Back in my junior college days when Facebook first came out, the social media platform ran rife with angst-ridden posts and existential haikus. For crying out loud, my break-up woes were practically chronicled in cheesy song links and passive aggressive one-liners (all deleted now, thank you very much). With all that ‘poking’, owning of friends as ‘Human Pets’ and random gifting of flower pots, Facebook was THE vista of spontaneity.

These days? Not looking so great. With our professional lives thrown in the mix, we’re increasingly caught up with presenting a pristine, manicured image of ourselves online. We post knowing that we’re being watched by people we don’t know. We especially avoid speaking up in anger or derision of issues.

anigif_enhanced-buzz-31587-1380211235-39 2And it’s no surprise why: with cases in Singapore like Amy Cheong and Anton Casey, whose personal opinions have ended up in dismissals, it’s easy to understand why one would rather be safe and practice self-restraint. Sometimes when I post my views on social media, I find myself crafting my words extra carefully so it doesn’t ruffle feathers or get misconstrued by prospective employers. Where did this urge to be so restrained come from? Am I turning into a secret prude??

People often confuse speaking one’s mind with being frivolous or overly-confrontational, but that couldn’t be further from the truth. I don’t see why expressing anger- within reason- is a negative thing. I’m not saying that you have free reign to cross out-of-bound markers and rally hate. But I think we lose a sense of spontaneity when we choose to silence even the slightest contention we wish to share on social media.

Instead of letting your social media profile become a passive storage of shared links and photos, here are 3 reasons why you could use a little more spontaneity expressing views online:

This is what happens when you bottle up your emotions.

This is what happens when you bottle up your emotions.

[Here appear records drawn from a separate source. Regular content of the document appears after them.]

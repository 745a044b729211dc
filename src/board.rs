//! Todo Board Logic
//!
//! Form state and the mutate-then-refetch flows behind the todo page.
//! Nothing here touches the DOM; views call these and write the results
//! into the board store.

use std::sync::atomic::{AtomicU64, Ordering};
use std::sync::Arc;

use crate::api::TodoApi;
use crate::config::DEFAULT_NOTE_COLOR;
use crate::error::ApiError;
use crate::models::{DoneUpdate, NewTodo, TodoItem, TodoPayload, TodoUpdate, UserInfo};

/// What the board shows. Empty on fetch failure.
#[derive(Debug, Clone, Default, PartialEq)]
pub struct BoardData {
    pub owner: Option<UserInfo>,
    pub todos: Vec<TodoItem>,
}

impl From<TodoPayload> for BoardData {
    fn from(payload: TodoPayload) -> Self {
        Self {
            owner: Some(payload.user),
            todos: payload.todos,
        }
    }
}

// ========================
// Form State
// ========================

#[derive(Debug, Clone, PartialEq)]
pub enum FormMode {
    Add,
    /// Editing the item with this id
    Edit(String),
}

#[derive(Debug, Clone, PartialEq)]
pub struct TodoForm {
    pub title: String,
    pub description: String,
    pub color: String,
    pub mode: FormMode,
}

impl Default for TodoForm {
    fn default() -> Self {
        Self {
            title: String::new(),
            description: String::new(),
            color: DEFAULT_NOTE_COLOR.to_string(),
            mode: FormMode::Add,
        }
    }
}

impl TodoForm {
    /// Pre-filled form for editing `item`
    pub fn for_item(item: &TodoItem) -> Self {
        Self {
            title: item.title.clone(),
            description: item.description.clone().unwrap_or_default(),
            color: item
                .color
                .clone()
                .filter(|c| !c.is_empty())
                .unwrap_or_else(|| DEFAULT_NOTE_COLOR.to_string()),
            mode: FormMode::Edit(item.id.clone()),
        }
    }

    pub fn is_edit(&self) -> bool {
        matches!(self.mode, FormMode::Edit(_))
    }

    pub fn submit_label(&self) -> &'static str {
        if self.is_edit() { "Update" } else { "Add" }
    }

    pub fn validate(&self) -> Result<(), FormError> {
        if self.title.trim().is_empty() {
            Err(FormError::TitleRequired)
        } else {
            Ok(())
        }
    }

    fn new_todo(&self) -> NewTodo {
        NewTodo {
            title: self.title.clone(),
            description: self.description.clone(),
            color: self.color.clone(),
            is_done: false,
        }
    }

    /// Full update body. Completion is always sent as `false`, so editing a
    /// done item marks it not done again.
    fn update_for(&self, id: &str) -> TodoUpdate {
        TodoUpdate {
            id: id.to_string(),
            title: self.title.clone(),
            description: self.description.clone(),
            color: self.color.clone(),
            is_done: false,
        }
    }
}

#[derive(Debug, Clone, PartialEq, thiserror::Error)]
pub enum FormError {
    #[error("Title is required")]
    TitleRequired,
    #[error("Failed to add todo.")]
    AddFailed(#[source] ApiError),
    #[error("Failed to update todo.")]
    UpdateFailed(#[source] ApiError),
}

// ========================
// Flows
// ========================

/// Fetch profile and todos; any failure degrades to an empty board.
///
/// `None` when a newer load started while this one was in flight.
pub async fn load<A: TodoApi>(api: &A, loads: &LoadSequence) -> Option<BoardData> {
    let ticket = loads.begin();
    let data = match api.fetch_todos().await {
        Ok(payload) => {
            log::debug!("[TODO] Loaded {} todos", payload.todos.len());
            payload.into()
        }
        Err(e) => {
            log::error!("[TODO] Failed to fetch todos and user: {}", e);
            BoardData::default()
        }
    };

    if loads.is_current(ticket) {
        Some(data)
    } else {
        log::debug!("[TODO] Dropping stale load #{}", ticket);
        None
    }
}

/// Validate, send the create or full update, then re-fetch.
///
/// Nothing is sent when the title is blank. On error the caller keeps the
/// form open and shows the error text inline.
pub async fn submit_form<A: TodoApi>(
    api: &A,
    loads: &LoadSequence,
    form: &TodoForm,
) -> Result<Option<BoardData>, FormError> {
    form.validate()?;

    match &form.mode {
        FormMode::Add => api.create_todo(&form.new_todo()).await.map_err(|e| {
            log::error!("[TODO] Create failed: {}", e);
            FormError::AddFailed(e)
        })?,
        FormMode::Edit(id) => api.update_todo(&form.update_for(id)).await.map_err(|e| {
            log::error!("[TODO] Update of {} failed: {}", id, e);
            FormError::UpdateFailed(e)
        })?,
    }

    Ok(load(api, loads).await)
}

/// Set completion only, then re-fetch.
pub async fn set_done<A: TodoApi>(
    api: &A,
    loads: &LoadSequence,
    id: &str,
    is_done: bool,
) -> Result<Option<BoardData>, ApiError> {
    let update = DoneUpdate { id: id.to_string(), is_done };
    api.set_done(&update).await?;
    Ok(load(api, loads).await)
}

/// Delete, then re-fetch.
pub async fn delete<A: TodoApi>(api: &A, loads: &LoadSequence, id: &str) -> Result<Option<BoardData>, ApiError> {
    api.delete_todo(id).await?;
    Ok(load(api, loads).await)
}

// ========================
// Stale Response Guard
// ========================

/// Orders board loads so an older response never overwrites a newer one.
#[derive(Clone, Default)]
pub struct LoadSequence {
    latest: Arc<AtomicU64>,
}

impl LoadSequence {
    /// Ticket for a load that is about to start
    pub fn begin(&self) -> u64 {
        self.latest.fetch_add(1, Ordering::SeqCst) + 1
    }

    /// Whether the load holding `ticket` is still the newest one
    pub fn is_current(&self, ticket: u64) -> bool {
        self.latest.load(Ordering::SeqCst) == ticket
    }
}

1. It’s a good pressure release
Intermittent releases of anger act as a pressure relief valve that prevent the bottling up of frustration. These mini-releases can come in the form of a single post, for instance, voicing out why you disagree with the banning of library books. Keeping a tight lid on your thoughts may build up to an irrational outburst further down the road (think capital letters and exclamation marks) and that wouldn’t look good on your part. Moreover, while you are in a calmer state of mind, it’s easier to manage your emotions and make the pitch.

2.  It trains you to better articulate your thoughts
Enacting on spontaneity to voice opinions trains you to think through situations more carefully. It makes you more discerning of which battles are worth picking, and how you can best present your case. At the same time, you are made to be considerate towards other followers of your social media. It’s a great exercise in practicing inter-personal relations! These spoken ideas also help facilitate dialogue among various parties who may or may not agree with you. And through this exchange, we can share among us a broader world view (one point for humanity!).

3. You come across as confident, responsible and assured
One of the main reasons why people practice restraint on Facebook is because they don’t want to compromise their professional prospects. For instance, we keep our pages drunk-photo free so employers don’t get the wrong impression of our work ethic. But why not see it this way: by speaking your mind in a rational manner- even if it means expressing unpopular sentiment- you create a positive impression of being decisive and assured of your stand. This way, people who view your posts can count you as someone whose confidence in personal opinion can be translated to spearheading projects in the workplace.

Spontaneity in social media should be used as leverage for other people to get to know you as a person. I mean, isn’t that why Facebook was created in this first place? If you have something to say, think it through before posting. But say it- because self-restraint is so overrated.

 

About the Author: Matthew Fam is a contributing writer of Material World, and has worked at Cosmopolitan Singapore as an intern and Contributing Beauty Assistant. He writes, teaches, and performs for the stage. Matthew enjoys museum visits, Singaporean Theatre, and is thoroughly embarrassed by his teenage Facebook posts. Follow him on Instagram @mattjfam.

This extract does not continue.